### Data ###

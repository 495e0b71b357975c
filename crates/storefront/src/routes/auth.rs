//! Email and password authentication.

use axum::{Json, extract::State, http::StatusCode};
use serde::{Deserialize, Serialize};
use tower_sessions::Session;
use tracing::instrument;

use crate::error::{AppError, Result, clear_sentry_user, set_sentry_user};
use crate::middleware::{OptionalAuth, clear_current_user, set_current_user};
use crate::models::{CurrentUser, Profile};
use crate::services::auth::{AuthService, Registration};
use crate::state::AppState;

/// Registration body.
#[derive(Debug, Deserialize)]
pub struct RegisterRequest {
    pub email: String,
    pub password: String,
    pub full_name: Option<String>,
    pub phone: Option<String>,
}

/// Login body.
#[derive(Debug, Deserialize)]
pub struct LoginRequest {
    pub email: String,
    pub password: String,
}

/// Response carrying the signed-in profile.
#[derive(Debug, Serialize)]
pub struct UserResponse {
    pub user: Profile,
}

/// Create an account and sign it in.
///
/// POST /api/auth/register
#[instrument(skip(state, session, body))]
pub async fn register(
    State(state): State<AppState>,
    session: Session,
    Json(body): Json<RegisterRequest>,
) -> Result<(StatusCode, Json<UserResponse>)> {
    let profile = AuthService::new(state.pool())
        .register(Registration {
            email: &body.email,
            password: &body.password,
            full_name: body.full_name.as_deref(),
            phone: body.phone.as_deref(),
        })
        .await?;

    set_current_user(&session, &CurrentUser::from(&profile)).await?;
    set_sentry_user(&profile.id);
    tracing::info!(user_id = %profile.id, "Account registered");

    Ok((StatusCode::CREATED, Json(UserResponse { user: profile })))
}

/// Sign in with email and password.
///
/// POST /api/auth/login
#[instrument(skip(state, session, body))]
pub async fn login(
    State(state): State<AppState>,
    session: Session,
    Json(body): Json<LoginRequest>,
) -> Result<Json<UserResponse>> {
    let profile = AuthService::new(state.pool())
        .login(&body.email, &body.password)
        .await?;

    set_current_user(&session, &CurrentUser::from(&profile)).await?;
    set_sentry_user(&profile.id);

    Ok(Json(UserResponse { user: profile }))
}

/// Sign out.
///
/// POST /api/auth/logout
#[instrument(skip(session))]
pub async fn logout(session: Session) -> Result<StatusCode> {
    clear_current_user(&session).await?;
    clear_sentry_user();
    Ok(StatusCode::NO_CONTENT)
}

/// The signed-in profile, or 401.
///
/// GET /api/auth/me
#[instrument(skip(state, user))]
pub async fn me(
    State(state): State<AppState>,
    OptionalAuth(user): OptionalAuth,
) -> Result<Json<UserResponse>> {
    let user = user.ok_or_else(|| AppError::Unauthorized("Not signed in".to_owned()))?;
    let profile = AuthService::new(state.pool()).get_user(user.id).await?;
    Ok(Json(UserResponse { user: profile }))
}
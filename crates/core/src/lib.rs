//! Patra Core - shared domain types.
//!
//! Used by every Patra component:
//! - `storefront` - customer-facing API (catalog, cart, checkout)
//! - `admin` - back-office API for the merchant
//! - `cli` - migrations, catalog seeding and admin accounts
//!
//! # Architecture
//!
//! The core crate holds types and pure arithmetic. Apart from reading
//! environment variables in [`env`] it performs no I/O and knows nothing about
//! HTTP; database support is limited to `sqlx` type mappings behind the
//! `postgres` feature.
//!
//! # Modules
//!
//! - [`env`] - Environment variable readers and secret checks
//! - [`types`] - Type-safe IDs, email, phone, money, addresses and status enums
//! - [`pricing`] - Order line snapshots, coupon rules and order totals
//! - [`order_number`] - Human-readable order numbers

#![cfg_attr(not(test), forbid(unsafe_code))]

pub mod env;
pub mod order_number;
pub mod pricing;
pub mod types;

pub use types::*;
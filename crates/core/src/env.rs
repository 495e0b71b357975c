//! Environment variable readers shared by the server binaries.
//!
//! Secrets go through [`secret`], which rejects values that look copied
//! from a sample `.env` and values with too little variety to be random.

use std::collections::HashMap;

use secrecy::{ExposeSecret, SecretString};
use thiserror::Error;

/// Shortest accepted session signing key.
pub const MIN_SESSION_SECRET_LENGTH: usize = 32;

/// Shannon entropy floor for secrets, in bits per character.
const MIN_BITS_PER_CHAR: f64 = 3.3;

/// Fragments that only show up in placeholder values. Matched lowercase.
const PLACEHOLDER_FRAGMENTS: &[&str] = &[
    "your-",
    "changeme",
    "replace",
    "placeholder",
    "example",
    "secret",
    "password",
    "xxx",
    "todo",
    "fixme",
    "insert",
    "enter-",
    "put-your",
    "add-your",
];

#[derive(Debug, Error)]
pub enum ConfigError {
    #[error("Missing environment variable: {0}")]
    MissingEnvVar(String),
    #[error("Invalid environment variable {0}: {1}")]
    InvalidEnvVar(String, String),
    #[error("Insecure secret in {0}: {1}")]
    InsecureSecret(String, String),
}

impl ConfigError {
    #[must_use]
    pub fn invalid(key: &str, reason: impl Into<String>) -> Self {
        Self::InvalidEnvVar(key.to_owned(), reason.into())
    }
}

/// # Errors
///
/// `MissingEnvVar` when `key` is unset.
pub fn required(key: &str) -> Result<String, ConfigError> {
    std::env::var(key).map_err(|_| ConfigError::MissingEnvVar(key.to_owned()))
}

/// A blank value counts as unset.
#[must_use]
pub fn optional(key: &str) -> Option<String> {
    std::env::var(key).ok().filter(|v| !v.trim().is_empty())
}

#[must_use]
pub fn or_default(key: &str, default: &str) -> String {
    optional(key).unwrap_or_else(|| default.to_owned())
}

/// Parse `key`, or `default` when it is unset.
///
/// # Errors
///
/// `InvalidEnvVar` carrying the parser's message.
pub fn parse_or<T>(key: &str, default: &str) -> Result<T, ConfigError>
where
    T: std::str::FromStr,
    T::Err: std::fmt::Display,
{
    or_default(key, default)
        .parse()
        .map_err(|e: T::Err| ConfigError::invalid(key, e.to_string()))
}

/// Read `key`, falling back to the shared `DATABASE_URL`.
///
/// # Errors
///
/// `MissingEnvVar` naming `key` when neither is set.
pub fn database_url(key: &str) -> Result<SecretString, ConfigError> {
    optional(key)
        .or_else(|| optional("DATABASE_URL"))
        .map(SecretString::from)
        .ok_or_else(|| ConfigError::MissingEnvVar(key.to_owned()))
}

/// Read a required secret and check its strength.
///
/// # Errors
///
/// `MissingEnvVar` or `InsecureSecret`.
pub fn secret(key: &str) -> Result<SecretString, ConfigError> {
    let value = required(key)?;
    check_secret(&value, key)?;
    Ok(SecretString::from(value))
}

/// Read a session signing key: a strong secret of at least
/// [`MIN_SESSION_SECRET_LENGTH`] characters.
///
/// # Errors
///
/// `MissingEnvVar` or `InsecureSecret`.
pub fn session_secret(key: &str) -> Result<SecretString, ConfigError> {
    let value = secret(key)?;
    let len = value.expose_secret().len();
    if len < MIN_SESSION_SECRET_LENGTH {
        return Err(ConfigError::InsecureSecret(
            key.to_owned(),
            format!("must be at least {MIN_SESSION_SECRET_LENGTH} characters (got {len})"),
        ));
    }
    Ok(value)
}

/// Reject placeholder-looking or low-entropy secret values.
///
/// # Errors
///
/// `InsecureSecret` explaining which check failed.
pub fn check_secret(value: &str, key: &str) -> Result<(), ConfigError> {
    let lower = value.to_lowercase();
    if let Some(fragment) = PLACEHOLDER_FRAGMENTS.iter().find(|f| lower.contains(*f)) {
        return Err(ConfigError::InsecureSecret(
            key.to_owned(),
            format!("looks like a placeholder (contains '{fragment}')"),
        ));
    }

    let bits = bits_per_char(value);
    if bits < MIN_BITS_PER_CHAR {
        return Err(ConfigError::InsecureSecret(
            key.to_owned(),
            format!(
                "not random enough ({bits:.2} bits/char, need {MIN_BITS_PER_CHAR:.1}); generate it with `openssl rand -base64 48`"
            ),
        ));
    }
    Ok(())
}

/// Require both or neither of a pair of variables.
///
/// # Errors
///
/// `InvalidEnvVar` naming both keys when only one is set.
pub fn pair(first: &str, second: &str) -> Result<Option<(String, String)>, ConfigError> {
    match (optional(first), optional(second)) {
        (Some(a), Some(b)) => Ok(Some((a, b))),
        (None, None) => Ok(None),
        _ => Err(ConfigError::invalid(
            first,
            format!("{first} and {second} must be set together"),
        )),
    }
}

#[allow(clippy::cast_precision_loss)]
fn bits_per_char(value: &str) -> f64 {
    let mut counts: HashMap<char, usize> = HashMap::new();
    let mut total = 0usize;
    for c in value.chars() {
        *counts.entry(c).or_default() += 1;
        total += 1;
    }
    if total == 0 {
        return 0.0;
    }

    let total = total as f64;
    counts
        .values()
        .map(|&n| {
            let p = n as f64 / total;
            -p * p.log2()
        })
        .sum()
}

#[cfg(test)]
#[allow(clippy::unwrap_used)]
mod tests {
    use super::*;

    #[test]
    fn test_bits_per_char() {
        assert!(bits_per_char("").abs() < f64::EPSILON);
        assert!(bits_per_char("kkkkkkkk").abs() < f64::EPSILON);
        assert!((bits_per_char("abababab") - 1.0).abs() < 1e-9);
        assert!((bits_per_char("abcd") - 2.0).abs() < 1e-9);
    }

    #[test]
    fn test_check_secret_rejects_placeholders() {
        for value in ["your-razorpay-key", "CHANGEME-9f8e7d6c5b4a", "rzp_secret_Zq81"] {
            let err = check_secret(value, "RAZORPAY_KEY_SECRET").unwrap_err();
            assert!(matches!(err, ConfigError::InsecureSecret(..)), "{value}");
        }
    }

    #[test]
    fn test_check_secret_rejects_repetitive_values() {
        let err = check_secret(&"ab".repeat(20), "STOREFRONT_SESSION_SECRET").unwrap_err();
        assert!(err.to_string().contains("not random enough"));
    }

    #[test]
    fn test_check_secret_accepts_random_value() {
        assert!(check_secret("aB3$xY9!mK2@nL5#pQ7&rT0*uW4^zC6", "K").is_ok());
    }

    #[test]
    fn test_config_error_messages_name_the_variable() {
        let err = ConfigError::invalid("ADMIN_PORT", "invalid digit found in string");
        assert_eq!(
            err.to_string(),
            "Invalid environment variable ADMIN_PORT: invalid digit found in string"
        );
    }
}
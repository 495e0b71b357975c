//! Authentication extractors.
//!
//! The logged-in shopper lives in the session under
//! [`session_keys::CURRENT_USER`]. Handlers take [`RequireAuth`] to demand
//! one or [`OptionalAuth`] to branch on it.

use axum::{
    Json,
    extract::FromRequestParts,
    http::{StatusCode, request::Parts},
    response::{IntoResponse, Response},
};
use tower_sessions::Session;

use crate::models::{CurrentUser, session_keys};

/// Extractor that requires a logged-in shopper.
///
/// ```rust,ignore
/// async fn cart(RequireAuth(user): RequireAuth) -> impl IntoResponse {
///     format!("cart for {}", user.id)
/// }
/// ```
pub struct RequireAuth(pub CurrentUser);

/// Returned when a handler needs a shopper and there is none.
pub struct AuthRejection;

impl IntoResponse for AuthRejection {
    fn into_response(self) -> Response {
        (
            StatusCode::UNAUTHORIZED,
            Json(serde_json::json!({ "error": "Please sign in to continue" })),
        )
            .into_response()
    }
}

impl<S> FromRequestParts<S> for RequireAuth
where
    S: Send + Sync,
{
    type Rejection = AuthRejection;

    async fn from_request_parts(parts: &mut Parts, _state: &S) -> Result<Self, Self::Rejection> {
        let session = parts.extensions.get::<Session>().ok_or(AuthRejection)?;

        let user: CurrentUser = session
            .get(session_keys::CURRENT_USER)
            .await
            .ok()
            .flatten()
            .ok_or(AuthRejection)?;

        Ok(Self(user))
    }
}

/// Extractor that optionally gets the current shopper.
pub struct OptionalAuth(pub Option<CurrentUser>);

impl<S> FromRequestParts<S> for OptionalAuth
where
    S: Send + Sync,
{
    type Rejection = std::convert::Infallible;

    async fn from_request_parts(parts: &mut Parts, _state: &S) -> Result<Self, Self::Rejection> {
        let user = match parts.extensions.get::<Session>() {
            Some(session) => session
                .get::<CurrentUser>(session_keys::CURRENT_USER)
                .await
                .ok()
                .flatten(),
            None => None,
        };

        Ok(Self(user))
    }
}

/// Store the shopper in the session, rotating the session id first.
///
/// # Errors
///
/// Returns an error if the session cannot be modified.
pub async fn set_current_user(
    session: &Session,
    user: &CurrentUser,
) -> Result<(), tower_sessions::session::Error> {
    session.cycle_id().await?;
    session.insert(session_keys::CURRENT_USER, user).await
}

/// End the shopper's session.
///
/// # Errors
///
/// Returns an error if the session store cannot be reached.
pub async fn clear_current_user(session: &Session) -> Result<(), tower_sessions::session::Error> {
    session.flush().await
}
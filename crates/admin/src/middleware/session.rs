//! Session middleware configuration for the back-office.
//!
//! Admin sessions are kept apart from shopper sessions, in
//! `tower_sessions.admin_session`, with SameSite=Strict and a 24 hour idle
//! expiry. `patra-cli migrate` creates the table. The cookie is signed with
//! a key derived from `ADMIN_SESSION_SECRET`.

use secrecy::{ExposeSecret, SecretString};
use sha2::{Digest, Sha512};
use sqlx::PgPool;
use tower_sessions::cookie::Key;
use tower_sessions::service::SignedCookie;
use tower_sessions::{Expiry, SessionManagerLayer};
use tower_sessions_sqlx_store::PostgresStore;

use crate::config::AdminConfig;

/// Session cookie name for the back-office.
pub const SESSION_COOKIE_NAME: &str = "patra_admin_session";

/// Table holding admin sessions.
pub const SESSION_TABLE: &str = "admin_session";

/// Idle time before an admin session expires (24 hours).
const SESSION_EXPIRY_SECONDS: i64 = 24 * 60 * 60;

/// The admin session store.
///
/// # Panics
///
/// Never; the table name is a valid constant identifier.
#[must_use]
pub fn session_store(pool: &PgPool) -> PostgresStore {
    PostgresStore::new(pool.clone())
        .with_table_name(SESSION_TABLE)
        .expect("valid table name")
}

/// SHA-512 of the secret, the 64 bytes a cookie `Key` is built from.
fn signing_key(secret: &SecretString) -> Key {
    Key::from(Sha512::digest(secret.expose_secret().as_bytes()).as_slice())
}

/// Create the session layer with `PostgreSQL` store.
#[must_use]
pub fn create_session_layer(
    pool: &PgPool,
    config: &AdminConfig,
) -> SessionManagerLayer<PostgresStore, SignedCookie> {
    SessionManagerLayer::new(session_store(pool))
        .with_name(SESSION_COOKIE_NAME)
        .with_expiry(Expiry::OnInactivity(
            tower_sessions::cookie::time::Duration::seconds(SESSION_EXPIRY_SECONDS),
        ))
        .with_secure(config.base_url.starts_with("https://"))
        .with_same_site(tower_sessions::cookie::SameSite::Strict)
        .with_http_only(true)
        .with_path("/")
        .with_signed(signing_key(&config.session_secret))
}
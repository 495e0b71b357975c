//! Shopper profile.

use chrono::{DateTime, Utc};
use serde::Serialize;

use patra_core::{Email, UserId, UserRole};

/// A row of `shop.profile`.
#[derive(Debug, Clone, Serialize, sqlx::FromRow)]
pub struct Profile {
    pub id: UserId,
    pub email: Email,
    pub full_name: Option<String>,
    pub phone: Option<String>,
    pub role: UserRole,
    pub created_at: DateTime<Utc>,
    pub updated_at: DateTime<Utc>,
}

###

§ **What is required**
The expected answer is every line above in which the word "Returns" appears.

§ **Your response**
/// Returns an error if the session cannot be modified.
/// Returns an error if the session store cannot be reached.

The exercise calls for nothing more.